В этот момент раздался звон дверного колокольчика. Бертран побежал открывать. Через несколько минут в столовую вошел Фредерик. Он выглядел мягче и приветливее, чем в последние дни – не так, как в Рождество, но все же и не так, как в памятный вечер в гостиной у камина.

– Добавлю к нашему столу кое-что от себя, – сказал он. – На улице ждет посыльный из лавки деликатесов Альбертины. Я уже за все рассчитался, нужно забрать то, что он принес – вино, паштет, мороженое, еще кое-какие мелочи. Поможешь, Макс?
 
– Конечно, – сказал Максимилиан. – Сейчас провожу его на кухню. Нет-нет, ты отдыхай, я один справлюсь.

Максимилиан ушел, а Фредерик обвел столовую глазами, задержался на празднично накрытом столе и еще одном приборе, который для него как раз поставила Клеми.

– Ты не обидишься, если я посижу за столом час, не больше? Мне нужно сложить вещи. Мои каникулы заканчиваются, я уеду утренним поездом.

– Так внезапно? Кстати, мы с Бертраном завтра тоже уедем. Мне нужно в Нант на пару дней, повидать родителей. Я обещала провести с ними Сильвестр, но не хотела уезжать, пока ты в Ла-Рошели...

– Мама! – простонал Бертран. – Я думал, ты это не всерьез насчет Нанта. Послезавтра ведь не только дяде Фреду пора возвращаться в Коллеж. У нас начинаются занятия в лицее, и господин Понсак обещал контрольную в первый же день, чтобы убедиться, что мы не тратили впустую время на каникулах.

– Жюль Понсак и двадцать лет назад был одним из самых строгих наших учителей, – кивнул Фредерик. – Я слышал даже, что с возрастом он немного смягчился.

– Ты его так давно знаешь? – удивился мальчик.

– Гораздо дольше, лет сорок.
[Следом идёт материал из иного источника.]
// SPDX-License-Identifier: BUSL-1.1
// Copyright (c) 2026 Alfred Jean LLC

use super::*;

#[test]
fn empty_table_renders_nothing() {
    let table = Table::plain(vec![Column::left("HOST")]);
    let mut out = Vec::new();
    table.render(&mut out);
    assert!(out.is_empty());
}

#[test]
fn columns_pad_to_widest_cell() {
    let mut table = Table::plain(vec![Column::left("HOST"), Column::right("FILES")]);
    table.row(vec!["mirror1".to_string(), "3".to_string()]);
    table.row(vec!["m".to_string(), "120".to_string()]);

    let mut out = Vec::new();
    table.render(&mut out);
    let text = String::from_utf8(out).unwrap();
    let lines: Vec<&str> = text.lines().collect();
    assert_eq!(lines.len(), 3);
    assert!(lines[1].starts_with("mirror1"));
    assert!(lines[2].contains("120"));
}

#[test]
fn max_width_truncates_long_cells() {
    let mut table = Table::plain(vec![Column::left("HOST").with_max(3), Column::left("ALIAS")]);
    table.row(vec!["mirror1".to_string(), "a".to_string()]);

    let mut out = Vec::new();
    table.render(&mut out);
    let text = String::from_utf8(out).unwrap();
    assert!(text.contains("mir"));
    assert!(!text.contains("mirror1"));
}
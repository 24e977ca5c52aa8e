// SPDX-License-Identifier: BUSL-1.1
// Copyright (c) 2026 Alfred Jean LLC

//! The protocol worker state machine (spec §4.5): `INIT -> CONNECTING ->
//! CONNECTED -> TRANSFERRING(file_i) -> CLOSING -> DONE | ERROR | TIMEOUT |
//! CANCELLED`. Each worker owns one job slot for its lifetime and drives a
//! [`ProtocolAdapter`] instance; cancellation (the `SIGINT`-from-FD
//! contract) is a [`CancellationToken`] checked between discrete steps
//! rather than mid-transfer, matching the file-boundary granularity at
//! which the original reports progress.

use crate::protocol::ProtocolAdapter;
use crate::trace::{format_trace_line, TraceSign};
use afd_core::clock::Clock;
use afd_core::event::JobOutcome;
use std::path::{Path, PathBuf};
use std::time::Duration;
use tokio_util::sync::CancellationToken;

/// One file this job must transfer: its local path and the name to give it
/// on the remote end.
#[derive(Debug, Clone)]
pub struct TransferFile {
    pub local_path: PathBuf,
    pub remote_name: String,
}

/// Final disposition of one worker's ownership of a job slot.
#[derive(Debug, Clone)]
pub struct WorkerResult {
    pub outcome: JobOutcome,
    pub files_done: u32,
    pub bytes_sent: u64,
    /// Framed per spec §4.5; emitted to the trace stream by the caller.
    pub trace_lines: Vec<String>,
    pub error: Option<String>,
}

impl WorkerResult {
    fn terminal(outcome: JobOutcome, files_done: u32, bytes_sent: u64) -> Self {
        Self {
            outcome,
            files_done,
            bytes_sent,
            trace_lines: Vec::new(),
            error: None,
        }
    }
}

/// Runs one job to completion against `adapter`, reporting per-file
/// progress through `on_progress(files_done, cumulative_bytes_sent)`.
///
/// Not `async`: the worker's host task is expected to run this on a
/// blocking thread (`tokio::task::spawn_blocking`) since [`ProtocolAdapter`]
/// is a synchronous trait; `cancellation` and `transfer_timeout` are
/// polled between steps rather than awaited.
#[allow(clippy::too_many_arguments)]
pub fn run_worker(
    adapter: &mut dyn ProtocolAdapter,
    clock: &impl Clock,
    hostname: &str,
    job_slot_index: u32,
    proc_id: u32,
    files: &[TransferFile],
    transfer_timeout: Duration,
    cancellation: &CancellationToken,
    mut on_progress: impl FnMut(u32, u64),
) -> WorkerResult {
    let started = clock.now();
    let mut trace_lines = Vec::new();
    let mut trace = |sign: TraceSign, message: String| {
        trace_lines.push(format_trace_line(
            clock,
            sign,
            hostname,
            job_slot_index,
            &message,
            proc_id as u64,
            file!(),
            line!(),
        ));
    };

    let timed_out = || clock.now().duration_since(started) >= transfer_timeout;

    if cancellation.is_cancelled() {
        trace(TraceSign::Minus, "cancelled before connect".to_string());
        let mut result = WorkerResult::terminal(JobOutcome::Cancelled, 0, 0);
        result.trace_lines = trace_lines;
        return result;
    }

    trace(TraceSign::Plus, format!("connecting to {hostname}"));
    if let Err(first_err) = adapter.connect(hostname) {
        // Worker-local retry: one further attempt before surrendering to
        // ERROR, matching "transient errors use worker-local retry before
        // surrendering to ERROR" (auth failures are not retried).
        let retryable = !matches!(first_err, crate::protocol::ProtocolError::Auth(_));
        let final_err = if retryable && !timed_out() && !cancellation.is_cancelled() {
            adapter.connect(hostname).err()
        } else {
            Some(first_err)
        };

        if let Some(err) = final_err {
            trace(TraceSign::Minus, format!("connect failed: {err}"));
            let mut result = WorkerResult::terminal(JobOutcome::Error, 0, 0);
            result.trace_lines = trace_lines;
            result.error = Some(err.to_string());
            return result;
        }
    }
    trace(TraceSign::Plus, "connected".to_string());

    let mut files_done = 0u32;
    let mut bytes_sent = 0u64;
    let mut outcome = JobOutcome::Done;
    let mut error_message = None;

    for file in files {
        if cancellation.is_cancelled() {
            outcome = JobOutcome::Cancelled;
            trace(TraceSign::Minus, "cancelled mid-transfer".to_string());
            break;
        }
        if timed_out() {
            outcome = JobOutcome::Timeout;
            trace(TraceSign::Minus, "transfer timed out".to_string());
            break;
        }

        trace(
            TraceSign::Plus,
            format!("sending {}", file.remote_name),
        );
        let file_base = bytes_sent;
        let send_result = adapter.send_file(&file.local_path, &file.remote_name, &mut |n| {
            bytes_sent = file_base + n;
            on_progress(files_done, bytes_sent);
        });

        match send_result {
            Ok(sent) => {
                bytes_sent = file_base + sent;
                files_done += 1;
                on_progress(files_done, bytes_sent);
                trace(TraceSign::Plus, format!("sent {}", file.remote_name));
            }
            Err(err) => {
                outcome = JobOutcome::Error;
                error_message = Some(err.to_string());
                trace(TraceSign::Minus, format!("send failed: {err}"));
                break;
            }
        }
    }

    trace(TraceSign::Plus, "closing".to_string());
    if let Err(err) = adapter.disconnect() {
        // A disconnect failure never overrides a more specific terminal
        // outcome already decided above, but does surface if the transfer
        // itself otherwise succeeded.
        if matches!(outcome, JobOutcome::Done) {
            outcome = JobOutcome::Error;
            error_message = Some(err.to_string());
        }
        trace(TraceSign::Minus, format!("disconnect failed: {err}"));
    }

    trace(
        match outcome {
            JobOutcome::Done => TraceSign::Plus,
            _ => TraceSign::Minus,
        },
        format!("terminal state {outcome:?}"),
    );

    WorkerResult {
        outcome,
        files_done,
        bytes_sent,
        trace_lines,
        error: error_message,
    }
}

/// Lists the files under a staging directory in a stable order, pairing
/// each with the remote name it keeps (spec: AMG/RAP stage files by their
/// original basename; no remote rename step is modeled here).
pub fn list_staged_files(staging_dir: &Path) -> std::io::Result<Vec<TransferFile>> {
    let mut entries: Vec<_> = std::fs::read_dir(staging_dir)?
        .filter_map(|e| e.ok())
        .filter(|e| e.path().is_file())
        .collect();
    entries.sort_by_key(|e| e.file_name());

    Ok(entries
        .into_iter()
        .map(|e| {
            let remote_name = e.file_name().to_string_lossy().into_owned();
            TransferFile {
                local_path: e.path(),
                remote_name,
            }
        })
        .collect())
}

#[cfg(test)]
#[path = "state_machine_tests.rs"]
mod tests;
// SPDX-License-Identifier: BUSL-1.1
// Copyright (c) 2026 Alfred Jean LLC

//! Daemon process management: starting, stopping, and probing `afdd`.

use std::path::{Path, PathBuf};
use std::process::Command;
use std::time::{Duration, Instant};

use crate::client::ClientError;

/// Start the daemon in the background, returning the child process handle.
pub fn start_daemon_background() -> Result<std::process::Child, ClientError> {
    let afdd_path = find_afdd_binary()?;

    Command::new(&afdd_path)
        .stdin(std::process::Stdio::null())
        .stdout(std::process::Stdio::null())
        .stderr(std::process::Stdio::null())
        .spawn()
        .map_err(|e| ClientError::DaemonStartFailed(e.to_string()))
}

/// Stop the daemon synchronously via SIGTERM, escalating to SIGKILL.
/// Used from sync contexts (version-mismatch restart) where we can't
/// `.await` a graceful `Shutdown` request round-trip.
pub fn stop_daemon_sync() {
    if let Ok(Some(pid)) = read_daemon_pid() {
        kill_signal("-15", pid);

        let start = Instant::now();
        let timeout = crate::client::timeout_exit();
        while start.elapsed() < timeout {
            if !process_exists(pid) {
                break;
            }
            std::thread::sleep(Duration::from_millis(50));
        }

        if process_exists(pid) {
            kill_signal("-9", pid);
            let start = Instant::now();
            while start.elapsed() < timeout {
                if !process_exists(pid) {
                    break;
                }
                std::thread::sleep(Duration::from_millis(50));
            }
        }
    }

    if let Ok(dir) = daemon_dir() {
        cleanup_stale_pid(&dir);
    }
}

fn find_afdd_binary() -> Result<PathBuf, ClientError> {
    if let Some(path) = crate::env::daemon_binary() {
        return Ok(PathBuf::from(path));
    }

    let current_exe = std::env::current_exe().ok();

    let is_debug_build = current_exe
        .as_ref()
        .and_then(|p| p.to_str())
        .map(|s| s.contains("target/debug"))
        .unwrap_or(false);

    if is_debug_build {
        if let Some(manifest_dir) = crate::env::cargo_manifest_dir() {
            let dev_path = PathBuf::from(manifest_dir)
                .parent()
                .and_then(|p| p.parent())
                .map(|p| p.join("target/debug/afdd"));
            if let Some(path) = dev_path {
                if path.exists() {
                    return Ok(path);
                }
            }
        }
    }

    if let Some(ref exe) = current_exe {
        if let Some(dir) = exe.parent() {
            let sibling = dir.join("afdd");
            if sibling.exists() {
                return Ok(sibling);
            }
        }
    }

    Ok(PathBuf::from("afdd"))
}

pub fn daemon_socket() -> Result<PathBuf, ClientError> {
    if let Ok(path) = std::env::var("AFD_SOCKET_PATH") {
        return Ok(PathBuf::from(path));
    }
    Ok(daemon_dir()?.join("afd.sock"))
}

pub fn daemon_dir() -> Result<PathBuf, ClientError> {
    crate::env::state_dir()
}

pub fn cleanup_stale_pid(dir: &Path) {
    let pid_path = dir.join("afd.pid");
    if pid_path.exists() {
        let _ = std::fs::remove_file(&pid_path);
    }
}

pub fn read_daemon_pid() -> Result<Option<u32>, ClientError> {
    let dir = daemon_dir()?;
    let pid_path = dir.join("afd.pid");

    if !pid_path.exists() {
        return Ok(None);
    }

    match std::fs::read_to_string(&pid_path) {
        Ok(content) => Ok(content.trim().parse::<u32>().ok()),
        Err(_) => Ok(None),
    }
}

fn kill_signal(signal: &str, pid: u32) -> bool {
    Command::new("kill")
        .args([signal, &pid.to_string()])
        .stdin(std::process::Stdio::null())
        .stdout(std::process::Stdio::null())
        .stderr(std::process::Stdio::null())
        .status()
        .map(|s| s.success())
        .unwrap_or(false)
}

pub fn process_exists(pid: u32) -> bool {
    kill_signal("-0", pid)
}

const STARTUP_MARKER_PREFIX: &str = "--- afdd: starting (pid: ";

/// Read the daemon log from the most recent startup marker, looking for
/// errors logged during that attempt.
pub fn read_startup_error() -> Option<String> {
    let dir = daemon_dir().ok()?;
    let log_path = dir.join("afd.log");

    let content = std::fs::read_to_string(&log_path).ok()?;
    parse_startup_error(&content)
}

fn parse_startup_error(content: &str) -> Option<String> {
    let start_pos = content.rfind(STARTUP_MARKER_PREFIX)?;
    let startup_log = &content[start_pos..];

    let errors: Vec<&str> = startup_log
        .lines()
        .filter(|line| line.contains(" ERROR ") || line.contains("failed to start"))
        .collect();

    if errors.is_empty() {
        return None;
    }

    let messages: Vec<String> = errors
        .iter()
        .filter_map(|line| line.split_once(": ").map(|(_, msg)| msg.to_string()))
        .collect();

    if messages.is_empty() {
        Some(errors.join("\n"))
    } else {
        Some(messages.join("\n"))
    }
}

pub fn wrap_with_startup_error(err: ClientError) -> ClientError {
    if matches!(err, ClientError::DaemonStartFailed(_)) {
        return err;
    }

    match read_startup_error() {
        Some(startup_error) => ClientError::DaemonStartFailed(startup_error),
        None => err,
    }
}

/// Probe whether a Unix socket is accepting connections.
pub fn probe_socket(socket_path: &Path) -> bool {
    std::os::unix::net::UnixStream::connect(socket_path).is_ok()
}

/// Remove stale socket/PID files left behind by a daemon that is no
/// longer running.
pub fn cleanup_stale_socket() -> Result<(), ClientError> {
    let dir = daemon_dir()?;
    let socket_path = daemon_socket()?;
    let pid_path = dir.join("afd.pid");

    if pid_path.exists() {
        match read_daemon_pid() {
            Ok(Some(pid)) if !process_exists(pid) => {
                let _ = std::fs::remove_file(&socket_path);
                let _ = std::fs::remove_file(&pid_path);
            }
            Ok(Some(_)) => {}
            _ => {
                let _ = std::fs::remove_file(&socket_path);
                let _ = std::fs::remove_file(&pid_path);
            }
        }
    } else {
        let _ = std::fs::remove_file(&socket_path);
    }

    Ok(())
}

#[cfg(test)]
#[path = "daemon_process_tests.rs"]
mod tests;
Мы ровесники, вместе учились в школе и в лицее и один год преподавали вместе, только он, разумеется, математику, а я – литературу и историю. А еще я тогда пытался ухаживать за одной девушкой с очень красивым именем, которая не ответила мне взаимностью и скоро стала мадам Понсак. – Он говорил серьезно, но глаза его смеялись, и вопреки недавним словам Макса Клеми показалось, что она видит прежнего Фредерика.
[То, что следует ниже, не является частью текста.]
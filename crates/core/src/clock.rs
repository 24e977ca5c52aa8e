// SPDX-License-Identifier: BUSL-1.1
// Copyright (c) 2026 Alfred Jean LLC

//! Clock abstraction so timestamps, timeouts, and retry backoff are
//! deterministic in tests.

use std::sync::atomic::{AtomicU64, Ordering};
use std::sync::Arc;
use std::time::{Instant, SystemTime, UNIX_EPOCH};

/// Source of truth for "now", both as a monotonic `Instant` (used for
/// timers and timeouts) and as epoch milliseconds (used for anything that
/// is persisted or compared across process restarts, e.g. event window
/// handles).
pub trait Clock: Clone + Send + Sync {
    fn now(&self) -> Instant;
    fn epoch_ms(&self) -> u64;
}

/// Real wall-clock time.
#[derive(Debug, Clone, Copy, Default)]
pub struct SystemClock;

impl Clock for SystemClock {
    fn now(&self) -> Instant {
        Instant::now()
    }

    fn epoch_ms(&self) -> u64 {
        SystemTime::now()
            .duration_since(UNIX_EPOCH)
            .unwrap_or_default()
            .as_millis() as u64
    }
}

/// Deterministic clock for tests. `now()` and `epoch_ms()` only advance
/// when `advance()` is called, so retry/backoff and event-window tests
/// don't race real time.
#[derive(Clone)]
pub struct FakeClock {
    epoch_ms: Arc<AtomicU64>,
    start: Instant,
}

impl FakeClock {
    pub fn new(epoch_ms: u64) -> Self {
        Self {
            epoch_ms: Arc::new(AtomicU64::new(epoch_ms)),
            start: Instant::now(),
        }
    }

    pub fn advance(&self, millis: u64) {
        self.epoch_ms.fetch_add(millis, Ordering::SeqCst);
    }

    pub fn set(&self, epoch_ms: u64) {
        self.epoch_ms.store(epoch_ms, Ordering::SeqCst);
    }
}

impl Default for FakeClock {
    fn default() -> Self {
        Self::new(1_700_000_000_000)
    }
}

impl Clock for FakeClock {
    fn now(&self) -> Instant {
        // Advances the fixed `start` instant by the same delta applied to
        // epoch_ms, keeping the monotonic and wall-clock views in sync.
        let base = 1_700_000_000_000u64;
        let delta = self.epoch_ms.load(Ordering::SeqCst).saturating_sub(base);
        self.start + std::time::Duration::from_millis(delta)
    }

    fn epoch_ms(&self) -> u64 {
        self.epoch_ms.load(Ordering::SeqCst)
    }
}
– Ты?! – не поверил Бертран. В этом удивлении одинаково читалось и недоверие к предположению, что дядя Фред когда-то ухаживал за девушками, и непонимание, как мадам Понсак, в то время Лили Кавалье, могла предпочесть ему кого-то другого. Бертран в эти дни нечасто видел своего дядю и пообщаться с ним успел совсем немного, но то ошеломляющее впечатление, которое Фредерик произвел на своего старшего племянника в мае, не было испорчено и теперь. С Бертраном Фредерик всегда говорил спокойно и начистоту, как со взрослым, без специальных ужимок и того фальшиво-приподнятого тона, на который взрослые часто переходят с детьми, и уже этого было достаточно, чтобы мальчик ответил ему искренней симпатией. 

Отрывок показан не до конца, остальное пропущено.